Doch müssen sich Konsumenten nicht einfach in ihr Schicksal fügen. Viele Unternehmen tun zwar, als seien die Aufschläge gottgegeben. Die unweigerliche Folge von höheren Kosten. Weil Corona ausbrach, Lieferketten stockten, Russland die Ukraine angriff und so weiter. Und es stimmt, vieles wurde teurer: Strom und Gas, Eier und Getreide. Aber das ist nicht die ganze Geschichte. Manche Unternehmen nutzen diese Krise auch als Ausrede oder zur Verschleierung.

«Viele Unternehmen hatten diese einmaligen oder sehr seltenen Ausreden, um die Preise zu erhöhen und um herauszufinden, wie viel der Konsument akzeptiert», sagte Experte Samuel Rines von der Beratungsfirma Corbu dem Finanzdienst Bloomberg. Rines hat sich zig Unternehmen angeschaut und stiess immer wieder auf solche Ausreden. Daraus entstand der Begriff von der «Excuseflation», also Inflation durch Ausreden.

Wenn hohe Preise einfach zu viel Spass machen

Pepsi-Cola sei ein Paradebeispiel eines Unternehmens, das die Geduld seiner Konsumenten auf die Probe stellt, so Experte Rines. Der Getränkehersteller hatte viel Geld verloren durch Putins Invasion der Ukraine, etwa 4 Prozent seines globalen Umsatzes. Kurz darauf ging er mit seinen Preisen im zweistelligen Prozentbereich hoch. Die weltweite Kundschaft nahm es hin, als wäre nichts gewesen.

Manche nehmen in Kauf, einige Kunden zu verlieren, um dafür höhere Preise durchsetzen zu können. Diese Strategie verfolgte die Lufthansa. Deren Chef Carsten Spohr plauderte vor Analysten aus, was Chefs sonst für sich behalten. Man habe keine Eile, die Kapazitäten aufzustocken, obschon die Nachfrage steige. Die hohen Preise würden «einfach zu viel Spass machen».

Internationale Konsumgüter-Konzerne erhöhen ihre Preise weltweit recht unzimperlich, wie sich bei der Veröffentlichung von Finanzergebnissen zeigt. So überwälzen sie ihre Kosten und schützen ihre Gewinne. Wie Bloomberg berichtet, ging Nestlé um 9.8 Prozent hoch mit den Preisen, Procter & Gamble um ungefähr 10 Prozent und Coca-Cola gar noch um etwas mehr als 10 Prozent.

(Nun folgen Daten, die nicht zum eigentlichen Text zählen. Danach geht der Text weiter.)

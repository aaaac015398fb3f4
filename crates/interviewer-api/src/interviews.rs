//! Handlers for `/interviews` endpoints.
//!
//! | Method   | Path | Notes |
//! |----------|------|-------|
//! | `GET`    | `/interviews` | Interviews owned by the acting user |
//! | `POST`   | `/interviews` | Body: `{"title": "...", "description": "..."}`; returns 201 |
//! | `GET`    | `/interviews/:id` | 404 if missing, 403 if not owned |
//! | `PATCH`  | `/interviews/:id` | Body: [`InterviewPatch`]; `"description": null` clears it |
//! | `DELETE` | `/interviews/:id` | Also deletes the interview's documents |

use axum::{
  Json,
  extract::{
    Path, State,
    rejection::{JsonRejection, PathRejection},
  },
  http::StatusCode,
  response::IntoResponse,
};
use interviewer_core::{interview::InterviewPatch, store::Store};
use serde::Deserialize;
use serde_json::json;
use uuid::Uuid;

use crate::{ActingUser, AppState, error::ApiError, required};

/// `GET /interviews`
pub async fn list<S>(
  State(state): State<AppState<S>>,
  ActingUser(user_id): ActingUser,
) -> Result<impl IntoResponse, ApiError>
where
  S: Store + 'static,
{
  let interviews = state.services.interviews.list_by_user(user_id).await?;
  Ok(Json(json!({ "interviews": interviews })))
}

#[derive(Debug, Deserialize)]
pub struct CreateBody {
  pub title:       Option<String>,
  pub description: Option<String>,
}

/// `POST /interviews`, returns 201 with the stored interview.
pub async fn create<S>(
  State(state): State<AppState<S>>,
  ActingUser(user_id): ActingUser,
  body: Result<Json<CreateBody>, JsonRejection>,
) -> Result<impl IntoResponse, ApiError>
where
  S: Store + 'static,
{
  let Json(body) = body?;
  let title = required(body.title, "Title is required")?;

  let interview = state
    .services
    .interviews
    .create(user_id, title, body.description)
    .await?;
  Ok((StatusCode::CREATED, Json(json!({ "interview": interview }))))
}

/// `GET /interviews/:id`
pub async fn get_one<S>(
  State(state): State<AppState<S>>,
  ActingUser(user_id): ActingUser,
  path: Result<Path<Uuid>, PathRejection>,
) -> Result<impl IntoResponse, ApiError>
where
  S: Store + 'static,
{
  let Path(id) = path?;
  let interview = state.services.interviews.get_by_id(id, user_id).await?;
  Ok(Json(json!({ "interview": interview })))
}

/// `PATCH /interviews/:id`
pub async fn update_one<S>(
  State(state): State<AppState<S>>,
  ActingUser(user_id): ActingUser,
  path: Result<Path<Uuid>, PathRejection>,
  body: Result<Json<InterviewPatch>, JsonRejection>,
) -> Result<impl IntoResponse, ApiError>
where
  S: Store + 'static,
{
  let Path(id) = path?;
  let Json(patch) = body?;
  let interview = state.services.interviews.update(id, user_id, patch).await?;
  Ok(Json(json!({ "interview": interview })))
}

/// `DELETE /interviews/:id`
pub async fn delete_one<S>(
  State(state): State<AppState<S>>,
  ActingUser(user_id): ActingUser,
  path: Result<Path<Uuid>, PathRejection>,
) -> Result<impl IntoResponse, ApiError>
where
  S: Store + 'static,
{
  let Path(id) = path?;
  state.services.interviews.delete(id, user_id).await?;
  Ok(Json(json!({ "success": true })))
}
use std::sync::Arc;

use uuid::Uuid;

use crate::{
  Error, Result,
  access::{verify_interview_access, verify_take_access},
  service::StagePolicy,
  store::{InterviewRepository, TakeRepository},
  take::{NewTake, Take, TakeStage},
};

/// Authorized access to the takes of an interview.
pub struct TakeService<S> {
  store:        Arc<S>,
  stage_policy: StagePolicy,
}

impl<S> Clone for TakeService<S> {
  fn clone(&self) -> Self {
    Self { store: self.store.clone(), stage_policy: self.stage_policy }
  }
}

impl<S> TakeService<S>
where
  S: InterviewRepository + TakeRepository,
{
  pub fn new(store: Arc<S>) -> Self {
    Self { store, stage_policy: StagePolicy::default() }
  }

  pub fn with_stage_policy(mut self, policy: StagePolicy) -> Self {
    self.stage_policy = policy;
    self
  }

  pub fn stage_policy(&self) -> StagePolicy { self.stage_policy }

  /// Start a new take in [`TakeStage::PreInterview`].
  pub async fn create(&self, interview_id: Uuid, user_id: Uuid) -> Result<Take> {
    verify_interview_access(&*self.store, interview_id, user_id).await?;

    let take = self
      .store
      .create_take(NewTake::new(interview_id))
      .await
      .map_err(Error::store)?;
    tracing::debug!(take_id = %take.id, %interview_id, "take created");
    Ok(take)
  }

  pub async fn get_by_id(&self, id: Uuid, user_id: Uuid) -> Result<Take> {
    verify_take_access(&*self.store, id, user_id).await
  }

  pub async fn list_by_interview(
    &self,
    interview_id: Uuid,
    user_id: Uuid,
  ) -> Result<Vec<Take>> {
    verify_interview_access(&*self.store, interview_id, user_id).await?;

    self
      .store
      .list_takes_by_interview(interview_id)
      .await
      .map_err(Error::store)
  }

  /// Move a take to `stage`, subject to the configured [`StagePolicy`].
  pub async fn update_stage(
    &self,
    id: Uuid,
    user_id: Uuid,
    stage: TakeStage,
  ) -> Result<Take> {
    let take = verify_take_access(&*self.store, id, user_id).await?;

    if self.stage_policy == StagePolicy::ForwardOnly && stage < take.stage {
      return Err(Error::InvalidStageTransition {
        take_id: id,
        from:    take.stage,
        to:      stage,
      });
    }

    let updated = self
      .store
      .update_take_stage(id, stage)
      .await
      .map_err(Error::store)?
      .ok_or(Error::TakeNotFound { take_id: id })?;
    tracing::debug!(take_id = %id, from = %take.stage, to = %stage, "take stage updated");
    Ok(updated)
  }
}

#[cfg(test)]
mod tests {
  use super::*;
  use crate::{
    ErrorKind,
    interview::{Interview, NewInterview},
    memory::MemoryStore,
  };

  async fn setup() -> (Arc<MemoryStore>, Uuid, Interview) {
    let store = Arc::new(MemoryStore::new());
    let owner = Uuid::new_v4();
    let interview = store
      .create_interview(NewInterview {
        owner_user_id: owner,
        title:         "My Interview".into(),
        description:   None,
      })
      .await
      .unwrap();
    (store, owner, interview)
  }

  #[tokio::test]
  async fn new_take_starts_pre_interview_and_advances() {
    let (store, owner, interview) = setup().await;
    let svc = TakeService::new(store);

    let take = svc.create(interview.id, owner).await.unwrap();
    assert_eq!(take.stage, TakeStage::PreInterview);
    assert_eq!(take.interview_id, interview.id);

    svc
      .update_stage(take.id, owner, TakeStage::Interview)
      .await
      .unwrap();
    let fetched = svc.get_by_id(take.id, owner).await.unwrap();
    assert_eq!(fetched.stage, TakeStage::Interview);
    assert!(fetched.updated_at >= take.updated_at);

    let err = svc
      .update_stage(take.id, Uuid::new_v4(), TakeStage::Interview)
      .await
      .unwrap_err();
    assert_eq!(err.kind(), ErrorKind::Unauthorized);
  }

  #[tokio::test]
  async fn missing_take_is_not_found() {
    let (store, owner, _) = setup().await;
    let svc = TakeService::new(store);
    let missing = Uuid::new_v4();

    let err = svc.get_by_id(missing, owner).await.unwrap_err();
    assert!(matches!(err, Error::TakeNotFound { take_id } if take_id == missing));

    let err = svc
      .update_stage(missing, Uuid::new_v4(), TakeStage::Interview)
      .await
      .unwrap_err();
    assert_eq!(err.kind(), ErrorKind::TakeNotFound);
  }

  #[tokio::test]
  async fn list_is_scoped_to_verified_interview() {
    let (store, owner, interview) = setup().await;
    let svc = TakeService::new(store);

    svc.create(interview.id, owner).await.unwrap();
    svc.create(interview.id, owner).await.unwrap();

    assert_eq!(svc.list_by_interview(interview.id, owner).await.unwrap().len(), 2);

    let err = svc
      .list_by_interview(interview.id, Uuid::new_v4())
      .await
      .unwrap_err();
    assert_eq!(err.kind(), ErrorKind::Unauthorized);

    let err = svc.create(interview.id, Uuid::new_v4()).await.unwrap_err();
    assert_eq!(err.kind(), ErrorKind::Unauthorized);
  }

  #[tokio::test]
  async fn unrestricted_policy_allows_moving_back() {
    let (store, owner, interview) = setup().await;
    let svc = TakeService::new(store);
    assert_eq!(svc.stage_policy(), StagePolicy::Unrestricted);

    let take = svc.create(interview.id, owner).await.unwrap();
    svc
      .update_stage(take.id, owner, TakeStage::Interview)
      .await
      .unwrap();
    let back = svc
      .update_stage(take.id, owner, TakeStage::PreInterview)
      .await
      .unwrap();
    assert_eq!(back.stage, TakeStage::PreInterview);
  }

  #[tokio::test]
  async fn forward_only_policy_rejects_moving_back() {
    let (store, owner, interview) = setup().await;
    let svc = TakeService::new(store).with_stage_policy(StagePolicy::ForwardOnly);

    let take = svc.create(interview.id, owner).await.unwrap();
    svc
      .update_stage(take.id, owner, TakeStage::Interview)
      .await
      .unwrap();
    // Re-asserting the current stage is fine.
    svc
      .update_stage(take.id, owner, TakeStage::Interview)
      .await
      .unwrap();

    let err = svc
      .update_stage(take.id, owner, TakeStage::PreInterview)
      .await
      .unwrap_err();
    assert!(matches!(
      err,
      Error::InvalidStageTransition {
        from: TakeStage::Interview,
        to: TakeStage::PreInterview,
        ..
      }
    ));
    let fetched = svc.get_by_id(take.id, owner).await.unwrap();
    assert_eq!(fetched.stage, TakeStage::Interview);
  }
}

Das gleiche Bild ergab sich in der Schweiz, als die Beratungsfirma Deloitte die Finanzchefs von 116 Unternehmen befragte. Gut ein Drittel hatte die Preise im Vergleich zum Vorjahr angehoben und so die Gewinnmarge nicht nur gehalten, sondern ausgebaut. Was nichts anderes bedeutet als: Sie reichten nicht bloss die Kosten weiter, sondern hoben die Preise noch mehr an.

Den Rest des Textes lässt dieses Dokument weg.